# How Many Smokers



## mosparky (Apr 18, 2016)

How many smokers do you have and WHY ??

 I recently bought another ECB because the pans on mine are rusted out badly. I am Modding the original and realized I have almost exactly all the parts left over to build up one as a propane unit ( just need the burner ) 

 Due to a recent thread, I hopped on the MES train for a great price.

 The MES can do so much and I can justify a propane unit in case I need to power thru a winter smoke. I wonder why I am proceeding with the charcoal ECB, except I can't bare to see it unfinished, I've had it nearly 30 years, so I guess there is some sentimental attachment.


----------



## b-one (Apr 18, 2016)

One,because I'm to lazy to make one out of a wine barrel I have. I have thought about electric but need to fix that in the garage first.


----------



## mike5051 (Apr 18, 2016)

One...It's hard enough trying to decide what to smoke.  I don't need more indecision on which smoker to use.  
	

	
	
		
		



		
			






Mike


----------



## sfprankster (Apr 18, 2016)

One smoker...18.5 WSM

One kettle...18.5 Weber Kettle

With enough convincing and reasoning to the gf...soon to be one cold smoker in the works...


----------



## cmayna (Apr 19, 2016)

Officer....I can't control myself.  I confess in having 4 smokers.

2  Big Chief smokers modified with an adjustable 1200 watt element and controlled by Auber PIDs. Both dedicated to support our Salmon fishing.

1  Masterbuilt gasser to smoke the other meats (poultry, beef, pork)

1  Masterbuilt MES40 Gen 1 - Not really sure why.  It was a deal I could not resist.  Have had fun modifying it with a PID  Was going to retire the Big Chief's and use this for my fish but I really miss using the Chiefs.  Not sure about the MES's future, but no problem for now, for I have room for everyone.


----------



## essexsmoker (Apr 19, 2016)

5 bbqs in all.

1 GMG DB, self explanatory  really, it is awesome! So quick and simple to use.

1 UDS, built while I got the hang of smoking and to test it all out.

1 Weber OTP, or Gold in US? Just nice to have a ketttle for grilling and I do small smokes on it.

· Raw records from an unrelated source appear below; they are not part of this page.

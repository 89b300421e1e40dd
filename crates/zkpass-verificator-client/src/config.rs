//! Verificator client configuration.
//!
//! Configures the verificator service base URL and the wallet app URL
//! used for proof-request deep links. Defaults point to the production
//! deployment. Override via environment variables or explicit
//! construction for staging/testing.

use url::Url;

/// Configuration for connecting to the verificator service.
#[derive(Debug, Clone)]
pub struct VerificatorConfig {
    /// Base URL of the verificator service API.
    /// Default: <https://api.app.rarime.com>
    pub api_url: Url,
    /// Base URL of the wallet app that consumes proof-request deep links.
    /// Default: <https://app.rarime.com/external>
    pub app_url: Url,
    /// Request timeout in seconds.
    pub timeout_secs: u64,
}

impl VerificatorConfig {
    /// Load configuration from environment variables.
    ///
    /// Variables:
    /// - `ZKPASS_API_URL` (default: `https://api.app.rarime.com`)
    /// - `ZKPASS_APP_URL` (default: `https://app.rarime.com/external`)
    /// - `ZKPASS_TIMEOUT_SECS` (default: 30)
    pub fn from_env() -> Result<Self, ConfigError> {
        Ok(Self {
            api_url: env_url("ZKPASS_API_URL", "https://api.app.rarime.com")?,
            app_url: env_url("ZKPASS_APP_URL", "https://app.rarime.com/external")?,
            timeout_secs: std::env::var("ZKPASS_TIMEOUT_SECS")
                .ok()
                .and_then(|s| s.parse().ok())
                .unwrap_or(30),
        })
    }

    /// Create a configuration pointing at a local mock server (for testing).
    ///
    /// # Errors
    ///
    /// Returns `ConfigError::InvalidUrl` if the URL cannot be parsed
    /// (should not occur for a valid base URI, but avoids `expect()`).
    pub fn local_mock(base_uri: &str) -> Result<Self, ConfigError> {
        let parse = |raw: &str| -> Result<Url, ConfigError> {
            Url::parse(raw).map_err(|e| ConfigError::InvalidUrl(raw.to_string(), e.to_string()))
        };
        Ok(Self {
            api_url: parse(base_uri)?,
            app_url: parse("https://app.rarime.com/external")?,
            timeout_secs: 5,
        })
    }
}

fn env_url(var: &str, default: &str) -> Result<Url, ConfigError> {
    let raw = std::env::var(var).unwrap_or_else(|_| default.to_string());
    Url::parse(&raw).map_err(|e| ConfigError::InvalidUrl(var.to_string(), e.to_string()))
}

/// Configuration errors.
#[derive(Debug, thiserror::Error)]
pub enum ConfigError {
    /// A URL value failed to parse.
    #[error("invalid URL for {0}: {1}")]
    InvalidUrl(String, String),
}

#[cfg(test)]
mod tests {
    use super::*;

    #[test]
    fn from_env_defaults_to_production_endpoints() {
        let config = VerificatorConfig::from_env().unwrap();
        assert_eq!(config.api_url.as_str(), "https://api.app.rarime.com/");
        assert_eq!(config.app_url.as_str(), "https://app.rarime.com/external");
        assert_eq!(config.timeout_secs, 30);
    }

    #[test]
    fn local_mock_points_at_given_server() {
        let config = VerificatorConfig::local_mock("http://127.0.0.1:19000").unwrap();
        assert_eq!(config.api_url.as_str(), "http://127.0.0.1:19000/");
        assert_eq!(config.timeout_secs, 5);
    }

    #[test]
    fn local_mock_rejects_garbage() {
        assert!(VerificatorConfig::local_mock("not a url").is_err());
    }
}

1 Gas grill. Only used for grilling really.

1 57cm/ 22" kettle again while I was learning. Just s cheapo before splashing the cash on the Weber.

I have 3 oil drums in the shed too. Was going to make a horizontal grill for jerk chicken.

Really need to get rid of some bits I think? Lol.


----------



## allen (Apr 19, 2016)

3 smokers= (1) MES 40" 800 watts  (2) horizontal stick smoker  (3) brinkmann gourmet vert. charcoal smoker. The MES gets used alot.


----------



## SmokinAl (Apr 19, 2016)

5 smokers, 2 grills

WSM 14.5

WSM 18.5

WSM 22.5

Smoke Vault 24

MES 40

Weber Kettle

Weber Genesis

I use them all.

Al


----------



## smokin monkey (Apr 19, 2016)

JB GMG
GEM Electric Smoker
Borniak Electric Smoker
Homemade Electric Smoker
Small Kamado
Large Kamado
Mini WSM
Three Charcoal Smokers made from Gas cylinders, two horizontal one vertical.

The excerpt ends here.